> [Problem requirements]
Scan the data below for the string "must". Copy every line where it appears.

> [Record extracts]
//! In-memory stand-in for the NFHub NFe API.
//!
//! Mirrors the endpoints the client talks to closely enough to exercise
//! every response shape it has to classify: JSON successes, binary
//! downloads, `{"message": ...}` and `{"errors": [...]}` failures, and a
//! plain-text 404 that carries neither.

use std::{collections::HashMap, sync::Arc};

use axum::{
    extract::{FromRequestParts, Multipart, Path, Query, State},
    http::{header, request::Parts, StatusCode},
    response::{IntoResponse, Response},
    routing::{delete, get, post},
    Json, Router,
};
use serde::{Deserialize, Serialize};
use serde_json::{json, Value};
use tokio::{net::TcpListener, sync::RwLock};

pub const TENANT_HEADER: &str = "company-cnpj";

/// Body served for every PDF download.
pub const FAKE_PDF: &[u8] = b"%PDF-1.4\n%\xe2\xe3\xcf\xd3\n1 0 obj <<>> endobj\n%%EOF\n";

#[derive(Clone, Debug, Serialize, Deserialize, PartialEq)]
pub struct Invoice {
    pub id: u64,
    #[serde(skip)]
    pub cnpj: String,
    pub status: String,
    pub total: f64,
    pub corrections: Vec<String>,
    pub data: Value,
}

#[derive(Clone, Debug, Serialize, Deserialize, PartialEq)]
pub struct Series {
    pub id: u64,
    pub company_id: u64,
    #[serde(rename = "type")]
    pub kind: u32,
    pub serie: u32,
    pub data: Value,
}

#[derive(Default)]
pub struct Store {
    invoices: HashMap<u64, Invoice>,
    series: HashMap<u64, Series>,
    next_invoice_id: u64,
    next_series_id: u64,
}

pub type Db = Arc<RwLock<Store>>;

pub fn app() -> Router {
    let db: Db = Arc::new(RwLock::new(Store::default()));
    Router::new()
        .route("/certificates", post(register_certificate))
        .route("/invoices", post(issue_invoice))
        .route("/invoices/calculate", post(calculate_invoice))
        .route("/invoices/import", post(import_xmls))
        .route("/invoices/preDanfe", post(pre_danfe))
        .route("/invoices/disablement", post(disable_range))
        .route("/invoices/{id}", get(get_invoice))
        .route("/invoices/{id}/danfe", get(invoice_danfe))
        .route("/invoices/{id}/xml", get(invoice_xml))
        .route("/invoices/{id}/cce", post(correct_invoice))
        .route("/invoices/{id}/cce/pdf", get(correction_pdf))
        .route("/invoices/{id}/cancel", post(cancel_invoice))
        .route("/invoices/{id}/cancel/pdf", get(cancellation_pdf))
        .route("/tools/printSefaz", post(pdf_from_xml))
        .route("/companies/{company_id}/series", get(list_series).post(save_series))
        .route("/companies/{company_id}/series/{serie_id}", delete(delete_series))
        .with_state(db)
}

pub async fn run(listener: TcpListener) -> Result<(), std::io::Error> {
    axum::serve(listener, app()).await
}

// ---------------------------------------------------------------------------
// Failures and extractors
// ---------------------------------------------------------------------------

/// Error bodies in the shapes the real API uses.
#[derive(Debug)]
pub enum Failure {
    Message(StatusCode, String),
    Errors(StatusCode, Vec<String>),
    Plain(StatusCode, &'static str),
}

impl IntoResponse for Failure {
    fn into_response(self) -> Response {
        match self {
            Failure::Message(status, message) => (status, Json(json!({ "message": message }))).into_response(),
            Failure::Errors(status, errors) => (status, Json(json!({ "errors": errors }))).into_response(),
            Failure::Plain(status, text) => (status, text).into_response(),
        }
    }
}

/// The calling company's CNPJ, taken from the tenant header.
pub struct Tenant(pub String);

impl<S: Send + Sync> FromRequestParts<S> for Tenant {
    type Rejection = Failure;

    async fn from_request_parts(parts: &mut Parts, _state: &S) -> Result<Self, Self::Rejection> {
        parts
            .headers
            .get(TENANT_HEADER)
            .and_then(|v| v.to_str().ok())
            .filter(|v| !v.is_empty())
            .map(|v| Tenant(v.to_string()))
            .ok_or_else(|| Failure::Message(StatusCode::UNAUTHORIZED, format!("{TENANT_HEADER} header is required")))
    }
}

fn not_found(id: u64) -> Failure {
    Failure::Message(StatusCode::NOT_FOUND, format!("invoice {id} not found"))
}

fn owned_invoice(store: &Store, cnpj: &str, id: u64) -> Result<Invoice, Failure> {
    store
        .invoices
        .get(&id)
        .filter(|inv| inv.cnpj == cnpj)
        .cloned()
        .ok_or_else(|| not_found(id))
}

fn pdf() -> Response {
    ([(header::CONTENT_TYPE, "application/pdf")], FAKE_PDF).into_response()
}

struct Upload {
    name: String,
    file_name: Option<String>,
    bytes: Vec<u8>,
}

async fn read_uploads(mut multipart: Multipart) -> Result<Vec<Upload>, Failure> {
    let mut uploads = Vec::new();
    while let Some(field) = multipart
        .next_field()
        .await
        .map_err(|e| Failure::Message(StatusCode::BAD_REQUEST, e.to_string()))?
    {
        let name = field.name().unwrap_or_default().to_string();
        let file_name = field.file_name().map(str::to_string);
        let bytes = field
            .bytes()
            .await
            .map_err(|e| Failure::Message(StatusCode::BAD_REQUEST, e.to_string()))?;
        uploads.push(Upload {
            name,
            file_name,
            bytes: bytes.to_vec(),
        });
    }
    Ok(uploads)
}

/// Sum of `quantidade * valor_unitario` over `itens`, or the validation errors.
fn invoice_total(data: &Value) -> Result<f64, Vec<String>> {
    let items = match data.get("itens").and_then(Value::as_array) {
        Some(items) if !items.is_empty() => items,
        _ => return Err(vec!["itens must contain at least one item".to_string()]),
    };
    let mut errors = Vec::new();
    let mut total = 0.0;
    for (i, item) in items.iter().enumerate() {
        match (
            item.get("quantidade").and_then(Value::as_f64),
            item.get("valor_unitario").and_then(Value::as_f64),
        ) {
            (Some(qty), Some(price)) => total += qty * price,
            _ => errors.push(format!("itens[{i}] needs quantidade and valor_unitario")),
        }
    }
    if errors.is_empty() {
        Ok(total)
    } else {
        Err(errors)
    }
}

// ---------------------------------------------------------------------------
// Handlers
// ---------------------------------------------------------------------------

async fn register_certificate(_tenant: Tenant, multipart: Multipart) -> Result<(StatusCode, Json<Value>), Failure> {
    let uploads = read_uploads(multipart).await?;
    let certificate = uploads.iter().find(|u| u.name == "certificate" && u.file_name.is_some());
    let password = uploads.iter().find(|u| u.name == "password");
    let mut errors = Vec::new();
    if certificate.map_or(true, |c| c.bytes.is_empty()) {
        errors.push("certificate file is required".to_string());
    }
    if password.map_or(true, |p| p.bytes.is_empty()) {
        errors.push("password is required".to_string());
    }
    if !errors.is_empty() {
        return Err(Failure::Errors(StatusCode::UNPROCESSABLE_ENTITY, errors));
    }
    tracing::info!("certificate registered");
    Ok((StatusCode::CREATED, Json(json!({ "status": "active" }))))
}

async fn calculate_invoice(_tenant: Tenant, Json(data): Json<Value>) -> Result<Json<Value>, Failure> {
    let total = invoice_total(&data).map_err(|e| Failure::Errors(StatusCode::UNPROCESSABLE_ENTITY, e))?;
    Ok(Json(json!({ "total": total })))
}

async fn issue_invoice(
    State(db): State<Db>,
    Tenant(cnpj): Tenant,
    Json(data): Json<Value>,
) -> Result<(StatusCode, Json<Invoice>), Failure> {
    let total = invoice_total(&data).map_err(|e| Failure::Errors(StatusCode::UNPROCESSABLE_ENTITY, e))?;
    let mut store = db.write().await;
    store.next_invoice_id += 1;
    let invoice = Invoice {
        id: store.next_invoice_id,
        cnpj,
        status: "autorizada".to_string(),
        total,
        corrections: Vec::new(),
        data,
    };
    store.invoices.insert(invoice.id, invoice.clone());
    tracing::info!(id = invoice.id, "invoice issued");
    Ok((StatusCode::CREATED, Json(invoice)))
}

async fn get_invoice(State(db): State<Db>, Tenant(cnpj): Tenant, Path(id): Path<u64>) -> Result<Json<Invoice>, Failure> {
    owned_invoice(&*db.read().await, &cnpj, id).map(Json)
}

async fn invoice_danfe(State(db): State<Db>, Tenant(cnpj): Tenant, Path(id): Path<u64>) -> Result<Response, Failure> {
    owned_invoice(&*db.read().await, &cnpj, id)?;
    Ok(pdf())
}

async fn invoice_xml(State(db): State<Db>, Tenant(cnpj): Tenant, Path(id): Path<u64>) -> Result<Response, Failure> {
    let invoice = owned_invoice(&*db.read().await, &cnpj, id)?;
    let xml = format!(
        "<?xml version=\"1.0\" encoding=\"UTF-8\"?><nfeProc><NFe><infNFe Id=\"NFe{}\"><total>{:.2}</total></infNFe></NFe></nfeProc>",
        invoice.id, invoice.total
    );
    Ok(([(header::CONTENT_TYPE, "application/xml")], xml).into_response())
}

async fn correct_invoice(
    State(db): State<Db>,
    Tenant(cnpj): Tenant,
    Path(id): Path<u64>,
    Json(data): Json<Value>,
) -> Result<Json<Value>, Failure> {
    let Some(text) = data.get("correcao").and_then(Value::as_str).filter(|t| !t.is_empty()) else {
        return Err(Failure::Errors(
            StatusCode::UNPROCESSABLE_ENTITY,
            vec!["correcao is required".to_string()],
        ));
    };
    let mut store = db.write().await;
    owned_invoice(&store, &cnpj, id)?;
    let invoice = store.invoices.get_mut(&id).ok_or_else(|| not_found(id))?;
    if invoice.status == "cancelada" {
        return Err(Failure::Message(StatusCode::BAD_REQUEST, "invoice is cancelled".to_string()));
    }
    invoice.corrections.push(text.to_string());
    Ok(Json(json!({ "sequence": invoice.corrections.len() })))
}

async fn correction_pdf(State(db): State<Db>, Tenant(cnpj): Tenant, Path(id): Path<u64>) -> Result<Response, Failure> {
    let invoice = owned_invoice(&*db.read().await, &cnpj, id)?;
    if invoice.corrections.is_empty() {
        return Err(Failure::Message(StatusCode::NOT_FOUND, "invoice has no correction letter".to_string()));
    }
    Ok(pdf())
}

async fn cancel_invoice(
    State(db): State<Db>,
    Tenant(cnpj): Tenant,
    Path(id): Path<u64>,
    Json(data): Json<Value>,
) -> Result<Json<Invoice>, Failure> {
    let justification = data.get("justificativa").and_then(Value::as_str).unwrap_or_default();
    if justification.chars().count() < 15 {
        return Err(Failure::Errors(
            StatusCode::UNPROCESSABLE_ENTITY,
            vec!["justificativa must have at least 15 characters".to_string()],
        ));
    }
    let mut store = db.write().await;
    owned_invoice(&store, &cnpj, id)?;
    let invoice = store.invoices.get_mut(&id).ok_or_else(|| not_found(id))?;
    if invoice.status == "cancelada" {
        return Err(Failure::Message(StatusCode::BAD_REQUEST, "invoice is already cancelled".to_string()));
    }
    invoice.status = "cancelada".to_string();
    Ok(Json(invoice.clone()))
}

async fn cancellation_pdf(State(db): State<Db>, Tenant(cnpj): Tenant, Path(id): Path<u64>) -> Result<Response, Failure> {
    let invoice = owned_invoice(&*db.read().await, &cnpj, id)?;
    if invoice.status != "cancelada" {
        return Err(Failure::Message(StatusCode::NOT_FOUND, "invoice is not cancelled".to_string()));
    }
    Ok(pdf())
}

async fn import_xmls(_tenant: Tenant, multipart: Multipart) -> Result<Json<Value>, Failure> {
    let uploads = read_uploads(multipart).await?;
    let files: Vec<&str> = uploads
        .iter()
        .filter(|u| u.name.starts_with("xmls[") && !u.bytes.is_empty())
        .filter_map(|u| u.file_name.as_deref())
        .collect();
    if files.is_empty() {
        return Err(Failure::Message(
            StatusCode::UNPROCESSABLE_ENTITY,
            "no XML file received".to_string(),
        ));
    }
    Ok(Json(json!({ "imported": files.len(), "files": files })))
}

async fn pdf_from_xml(_tenant: Tenant, Json(data): Json<Value>) -> Result<Response, Failure> {
    match data.get("xml").and_then(Value::as_str) {
        Some(xml) if !xml.is_empty() => Ok(pdf()),
        _ => Err(Failure::Errors(StatusCode::UNPROCESSABLE_ENTITY, vec!["xml is required".to_string()])),
    }
}

async fn pre_danfe(_tenant: Tenant, Json(data): Json<Value>) -> Result<Response, Failure> {
    invoice_total(&data).map_err(|e| Failure::Errors(StatusCode::UNPROCESSABLE_ENTITY, e))?;
    Ok(pdf())
}

async fn disable_range(_tenant: Tenant, Json(data): Json<Value>) -> Result<Json<Value>, Failure> {
    let first = data.get("numero_inicial").and_then(Value::as_u64);
    let last = data.get("numero_final").and_then(Value::as_u64);
    match (first, last) {
        (Some(first), Some(last)) if first <= last => Ok(Json(json!({
            "status": "homologada",
            "numero_inicial": first,
            "numero_final": last,
        }))),
        (Some(_), Some(_)) => Err(Failure::Message(
            StatusCode::UNPROCESSABLE_ENTITY,
            "numero_inicial must not exceed numero_final".to_string(),
        )),
        _ => Err(Failure::Errors(
            StatusCode::UNPROCESSABLE_ENTITY,
            vec!["numero_inicial is required".to_string(), "numero_final is required".to_string()],
        )),
    }
}

async fn save_series(
    State(db): State<Db>,
    _tenant: Tenant,
    Path(company_id): Path<u64>,
    Json(data): Json<Value>,
) -> Result<Json<Series>, Failure> {
    let kind = data.get("type").and_then(Value::as_u64);
    let serie = data.get("serie").and_then(Value::as_u64);
    let (Some(kind), Some(serie)) = (kind, serie) else {
        return Err(Failure::Errors(
            StatusCode::UNPROCESSABLE_ENTITY,
            vec!["type is required".to_string(), "serie is required".to_string()],
        ));
    };
    let (kind, serie) = (kind as u32, serie as u32);

    let mut store = db.write().await;
    let existing = store
        .series
        .values()
        .find(|s| s.company_id == company_id && s.kind == kind && s.serie == serie)
        .map(|s| s.id);
    let id = match existing {
        Some(id) => id,
        None => {
            store.next_series_id += 1;
            store.next_series_id
        }
    };
    let series = Series {
        id,
        company_id,
        kind,
        serie,
        data,
    };
    store.series.insert(id, series.clone());
    Ok(Json(series))
}

#[derive(Debug, Deserialize)]
pub struct SeriesQuery {
    #[serde(rename = "type")]
    pub kind: Option<u32>,
    pub serie: Option<u32>,
}

async fn list_series(
    State(db): State<Db>,
    _tenant: Tenant,
    Path(company_id): Path<u64>,
    Query(filter): Query<SeriesQuery>,
) -> Json<Vec<Series>> {
    let store = db.read().await;
    let mut series: Vec<Series> = store
        .series
        .values()
        .filter(|s| s.company_id == company_id)
        .filter(|s| filter.kind.map_or(true, |k| s.kind == k))
        .filter(|s| filter.serie.map_or(true, |n| s.serie == n))
        .cloned()
        .collect();
    series.sort_by_key(|s| s.id);
    Json(series)
}

async fn delete_series(
    State(db): State<Db>,
    _tenant: Tenant,
    Path((company_id, serie_id)): Path<(u64, u64)>,
) -> Result<StatusCode, Failure> {
    let mut store = db.write().await;
    let owned = store.series.get(&serie_id).is_some_and(|s| s.company_id == company_id);
    if !owned {
        return Err(Failure::Plain(StatusCode::NOT_FOUND, "series not found"));
    }
    store.series.remove(&serie_id);
    Ok(StatusCode::NO_CONTENT)
}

> [Answer box]
        _ => return Err(vec!["itens must contain at least one item".to_string()]),
            vec!["justificativa must have at least 15 characters".to_string()],
            "numero_inicial must not exceed numero_final".to_string(),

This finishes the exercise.